Northern Ireland actually has a lower official unemployment rate than the United Kingdom as a whole, but many are still dependent on government assistance or struggling to survive. There was a 70 percent increase in people on the dole in the past year, and unemployment rates have traditionally been higher among Catholics in Derry.
About one in five youth in Northern Ireland are classified as unemployed. Recent news stories note that only one in 10 teachers completing certification can expect to get a job in Northern Ireland, because of budget cuts and dropping student enrollment.
Government and private agencies are aggressively pushing tourism as an economic engine, with a special Northern Ireland Summer campaign running that coincides with the opening of a big, permanent Titanic exhibit in Belfast, where the doomed ship was built. A Belfast storefront employment agency is plastered with banners and fliers announcing jobs at the Titanic museum, and bars and stores are filled with Titanic memorabilia.

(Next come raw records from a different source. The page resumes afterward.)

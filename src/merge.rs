//! Overlay remote step and theme rows onto the built-in defaults.
//!
//! The rule is merge-on-non-empty: a remote field replaces the default only
//! when it is present and carries something (non-blank string, non-empty
//! list). Remote rows whose key has no default are ignored, so the data store
//! can enrich records but never add new ones.
//!
//! Both merges are copy-on-merge. The defaults are cloned, the clone is
//! patched and returned, and the caller's slices are never touched.
//!
//! A present-but-empty remote value cannot clear a default. When that happens
//! over a non-empty default it is logged, since it usually means someone
//! tried to blank a field in the admin panel.

use crate::types::{RemoteStep, RemoteTheme, Step, Theme};
use tracing::{debug, warn};

/// Values that count as "nothing to overlay".
trait Blank {
    fn is_blank(&self) -> bool;
}

impl Blank for String {
    fn is_blank(&self) -> bool {
        self.trim().is_empty()
    }
}

impl Blank for Vec<String> {
    fn is_blank(&self) -> bool {
        self.iter().all(Blank::is_blank)
    }
}

impl Blank for Vec<u16> {
    fn is_blank(&self) -> bool {
        self.is_empty()
    }
}

/// Apply one remote field. Returns whether the target changed.
fn overlay<T>(target: &mut T, remote: Option<&T>, record: &str, field: &'static str) -> bool
where
    T: Blank + Clone + PartialEq,
{
    match remote {
        None => false,
        Some(value) if value.is_blank() => {
            if !target.is_blank() {
                warn!(record, field, "remote value is empty, keeping default");
            }
            false
        }
        Some(value) if value == target => false,
        Some(value) => {
            *target = value.clone();
            true
        }
    }
}

fn overlay_list(
    target: &mut Vec<String>,
    remote: Option<&Vec<String>>,
    record: &str,
    field: &'static str,
) -> bool {
    // Drop blank entries so `["", "x"]` does not render an empty bullet.
    let cleaned = remote.map(|items| {
        items
            .iter()
            .map(|s| s.trim())
            .filter(|s| !s.is_empty())
            .map(str::to_string)
            .collect::<Vec<_>>()
    });
    overlay(target, cleaned.as_ref(), record, field)
}

fn overlay_days(
    target: &mut Vec<u16>,
    remote: Option<&Vec<u16>>,
    record: &str,
    field: &'static str,
) -> bool {
    let cleaned = remote.map(|days| {
        days.iter()
            .copied()
            .filter(|d| (1..=crate::calendar::DAYS_IN_YEAR).contains(d))
            .collect::<Vec<_>>()
    });
    overlay(target, cleaned.as_ref(), record, field)
}

/// Merge remote steps onto `defaults`, keyed by step number.
pub fn merge_steps(defaults: &[Step], remote: &[RemoteStep]) -> Vec<Step> {
    let mut merged = defaults.to_vec();
    for row in remote {
        let Some(step) = merged.iter_mut().find(|s| s.number == row.number) else {
            debug!(number = row.number, "remote step has no default, ignoring");
            continue;
        };
        let key = step.slug();
        let mut changed = 0;
        changed += usize::from(overlay(&mut step.text, row.text.as_ref(), &key, "text"));
        changed += usize::from(overlay(&mut step.month, row.month.as_ref(), &key, "month"));
        changed += usize::from(overlay(
            &mut step.principle,
            row.principle.as_ref(),
            &key,
            "principle",
        ));
        changed += usize::from(overlay_list(
            &mut step.description,
            row.description.as_ref(),
            &key,
            "description",
        ));
        changed += usize::from(overlay_list(
            &mut step.questions,
            row.questions.as_ref(),
            &key,
            "questions",
        ));
        changed += usize::from(overlay(&mut step.hook, row.hook.as_ref(), &key, "hook"));
        changed += usize::from(overlay(&mut step.tagline, row.tagline.as_ref(), &key, "tagline"));
        changed += usize::from(overlay(
            &mut step.pull_quote,
            row.pull_quote.as_ref(),
            &key,
            "pull_quote",
        ));
        changed += usize::from(overlay_list(&mut step.tools, row.tools.as_ref(), &key, "tools"));
        debug!(step = %key, fields = changed, "merged remote step");
    }
    merged
}

/// Merge remote themes onto `defaults`, keyed by slug.
pub fn merge_themes(defaults: &[Theme], remote: &[RemoteTheme]) -> Vec<Theme> {
    let mut merged = defaults.to_vec();
    for row in remote {
        let slug = row.slug.trim();
        let Some(theme) = merged.iter_mut().find(|t| t.slug.eq_ignore_ascii_case(slug)) else {
            debug!(slug, "remote theme has no default, ignoring");
            continue;
        };
        let key = theme.slug.clone();
        let mut changed = 0;
        changed += usize::from(overlay(&mut theme.name, row.name.as_ref(), &key, "name"));
        changed += usize::from(overlay(
            &mut theme.short_description,
            row.short_description.as_ref(),
            &key,
            "short_description",
        ));
        changed += usize::from(overlay(
            &mut theme.meta_description,
            row.meta_description.as_ref(),
            &key,
            "meta_description",
        ));
        changed += usize::from(overlay(&mut theme.body, row.body.as_ref(), &key, "body"));
        changed += usize::from(overlay(
            &mut theme.pull_quote,
            row.pull_quote.as_ref(),
            &key,
            "pull_quote",
        ));
        changed += usize::from(overlay_list(
            &mut theme.theme_tags,
            row.theme_tags.as_ref(),
            &key,
            "theme_tags",
        ));
        changed += usize::from(overlay_list(&mut theme.tools, row.tools.as_ref(), &key, "tools"));
        changed += usize::from(overlay_days(
            &mut theme.featured_days,
            row.featured_days.as_ref(),
            &key,
            "featured_days",
        ));
        changed += usize::from(overlay(&mut theme.image, row.image.as_ref(), &key, "image"));
        debug!(theme = %key, fields = changed, "merged remote theme");
    }
    merged
}
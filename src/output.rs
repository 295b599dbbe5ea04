//! CLI output formatting.
//!
//! Each stage has a `format_*` function (returns `Vec<String>`) for
//! testability and a `print_*` wrapper that writes to stdout. Format functions
//! are pure: no I/O, no side effects.
//!
//! # Output Format
//!
//! ## Check
//!
//! ```text
//! Fetched
//!     readings: 366
//!     steps: 12
//!     themes: fallback (fetch failed)
//!     feedback: 841
//!     shares: 17
//!
//! Site data
//!     366 readings (days 1-366)
//!     12 steps, 12 themes, 3 books, 3 pages
//!     204 rated days, 17 shares
//! ```
//!
//! ## Build
//!
//! ```text
//! Themes
//!     001 acceptance (ratings)
//!     002 gratitude (curated)
//!
//! Fallbacks: themes, feedback
//! Skipped assets: logo.png
//!
//! Generated 414 pages, 366 cards in 4.2s → dist
//! ```

use crate::dataset::SiteData;
use crate::datastore::Fetched;
use crate::generate::BuildSummary;

/// Format a 1-based positional index as 3-digit zero-padded.
fn format_index(pos: usize) -> String {
    format!("{:0>3}", pos)
}

fn collection_line(name: &str, count: usize, degraded: &[&'static str]) -> String {
    if degraded.contains(&name) {
        format!("    {}: fallback (fetch failed)", name)
    } else {
        format!("    {}: {}", name, count)
    }
}

/// Format what one fetch returned, before merging.
pub fn format_fetch_output(fetched: &Fetched) -> Vec<String> {
    let d = &fetched.degraded;
    vec![
        "Fetched".to_string(),
        format!("    readings: {}", fetched.readings.len()),
        collection_line("steps", fetched.steps.len(), d),
        collection_line("themes", fetched.themes.len(), d),
        collection_line("feedback", fetched.feedback.len(), d),
        collection_line("shares", fetched.shares.len(), d),
    ]
}

/// Format the assembled snapshot the pages will be rendered from.
pub fn format_dataset_output(data: &SiteData) -> Vec<String> {
    let days = match (data.readings.first(), data.readings.last()) {
        (Some(first), Some(last)) => format!(" (days {}-{})", first.day_of_year, last.day_of_year),
        _ => String::new(),
    };
    vec![
        "Site data".to_string(),
        format!("    {} readings{}", data.readings.len(), days),
        format!(
            "    {} steps, {} themes, {} books, {} pages",
            data.steps.len(),
            data.themes.len(),
            data.books.len(),
            data.pages.len()
        ),
        format!(
            "    {} rated days, {} shares",
            data.ratings.len(),
            data.shares.len()
        ),
    ]
}

/// Format the end-of-run summary.
pub fn format_generate_output(summary: &BuildSummary) -> Vec<String> {
    let mut lines = vec!["Themes".to_string()];
    for (i, (slug, source)) in summary.theme_sources.iter().enumerate() {
        lines.push(format!(
            "    {} {} ({})",
            format_index(i + 1),
            slug,
            source.as_str()
        ));
    }
    lines.push(String::new());

    if !summary.degraded.is_empty() {
        lines.push(format!("Fallbacks: {}", summary.degraded.join(", ")));
    }
    if !summary.assets.skipped.is_empty() {
        lines.push(format!(
            "Skipped assets: {}",
            summary.assets.skipped.join(", ")
        ));
    }
    if !summary.degraded.is_empty() || !summary.assets.skipped.is_empty() {
        lines.push(String::new());
    }

    lines.push(format!(
        "Generated {} pages, {} cards in {:.1}s → {}",
        summary.pages,
        summary.cards,
        summary.elapsed.as_secs_f64(),
        summary.output.display()
    ));
    lines
}

pub fn print_fetch_output(fetched: &Fetched) {
    for line in format_fetch_output(fetched) {
        println!("{}", line);
    }
}

pub fn print_dataset_output(data: &SiteData) {
    for line in format_dataset_output(data) {
        println!("{}", line);
    }
}

pub fn print_generate_output(summary: &BuildSummary) {
    for line in format_generate_output(summary) {
        println!("{}", line);
    }
}

#[cfg(test)]
mod tests {
    use super::*;
    use crate::assets::CopyReport;
    use crate::dataset::FeatureSource;
    use crate::test_helpers::{site_data, year_of_readings};
    use std::path::PathBuf;
    use std::time::Duration;

    fn summary() -> BuildSummary {
        BuildSummary {
            output: PathBuf::from("dist"),
            pages: 414,
            cards: 366,
            theme_sources: vec![
                ("acceptance".into(), FeatureSource::Ratings),
                ("gratitude".into(), FeatureSource::Curated),
            ],
            degraded: Vec::new(),
            assets: CopyReport::default(),
            elapsed: Duration::from_millis(4200),
        }
    }

    #[test]
    fn format_index_pads() {
        assert_eq!(format_index(1), "001");
        assert_eq!(format_index(42), "042");
        assert_eq!(format_index(100), "100");
    }

    #[test]
    fn fetch_output_marks_fallbacks() {
        let fetched = Fetched {
            readings: year_of_readings(),
            degraded: vec!["themes", "shares"],
            ..Default::default()
        };
        let lines = format_fetch_output(&fetched);
        assert_eq!(lines[0], "Fetched");
        assert_eq!(lines[1], "    readings: 366");
        assert_eq!(lines[2], "    steps: 0");
        assert_eq!(lines[3], "    themes: fallback (fetch failed)");
        assert_eq!(lines[5], "    shares: fallback (fetch failed)");
    }

    #[test]
    fn dataset_output_shows_day_range() {
        let data = site_data(year_of_readings());
        let lines = format_dataset_output(&data);
        assert_eq!(lines[1], "    366 readings (days 1-366)");
        assert!(lines[2].starts_with("    12 steps, 12 themes"));
    }

    #[test]
    fn generate_output_clean_run() {
        let lines = format_generate_output(&summary());
        assert_eq!(
            lines,
            vec![
                "Themes",
                "    001 acceptance (ratings)",
                "    002 gratitude (curated)",
                "",
                "Generated 414 pages, 366 cards in 4.2s → dist",
            ]
        );
    }

    #[test]
    fn generate_output_lists_fallbacks_and_skips() {
        let mut s = summary();
        s.degraded = vec!["feedback"];
        s.assets.skipped = vec!["logo.png".into()];
        let lines = format_generate_output(&s);
        assert!(lines.contains(&"Fallbacks: feedback".to_string()));
        assert!(lines.contains(&"Skipped assets: logo.png".to_string()));
        assert!(lines.last().unwrap().starts_with("Generated 414 pages"));
    }
}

Northern Ireland tourism promoters are even ardently trying to woo "Olympic refugees"—thousands of London residents who are expected to flee their homes because of chaos and security concerns during the Olympics this summer. The Belfast Telegraph reported that one in four Londoners are expected to leave the city during the Games, and Northern Ireland has already seen a big uptick in tourism with 60,000 more visitors this year than last.
Tourism would likely be hurt by continued political violence, which is not a thing of the past as evidenced by incidents such as attempted bombings allegedly by Republican Irish dissidents in Newry and Belfast in April, the recent incidents in Derry, and ongoing mistreatment of Republican prisoners by majority British loyalist police forces.
Drug addiction and vigilante action against drug dealers have also reportedly become serious problems in Derry and Belfast, with Northern Ireland deputy first minister and long-time Republican leader Martin McGuinness saying that members of a group called Republican Action Against Drugs (RAAD), which took credit for the June 3 bomb, are "the new oppressors of the people of Derry."
The group reportedly exiles on average four young men from Derry each week, and also has maimed and killed young men accused of drug dealing if they refuse to give up dealing after being warned. The Guardian reported last month:
"In some instances those targeted, mostly in their teens or early 20s, have been forced to turn up with a parent or relative to a pre-arranged appointment to be wounded for alleged drug dealing or other supposed crimes."
As in many places, the abuse of drugs and the incentive to deal is closely linked to economic conditions and social disenfranchisement. In a gruesome irony, some Irish Republicans' efforts to curb the scourge of abuse in their own communities appears to have perversely morphed into the type of violence and terror visited on them for so long. McGuinness and other critics also said RAAD targets people who have nothing to do with drugs, or who are powerless victims of addiction, not major dealers. He and other Republican leaders have called for RAAD's disbanding.
On a short visit, I saw people who seemed very obviously to be struggling with unemployment and drug addiction, and I happened to catch some of the political violence. But I couldn't tell how the Creggan indigenous enterprise project or other "self-help" development efforts are faring. One can only hope such efforts born out of decades of struggle against inequality and marginalization will triumph over continued institutional injustice, violence and cycles of conflict.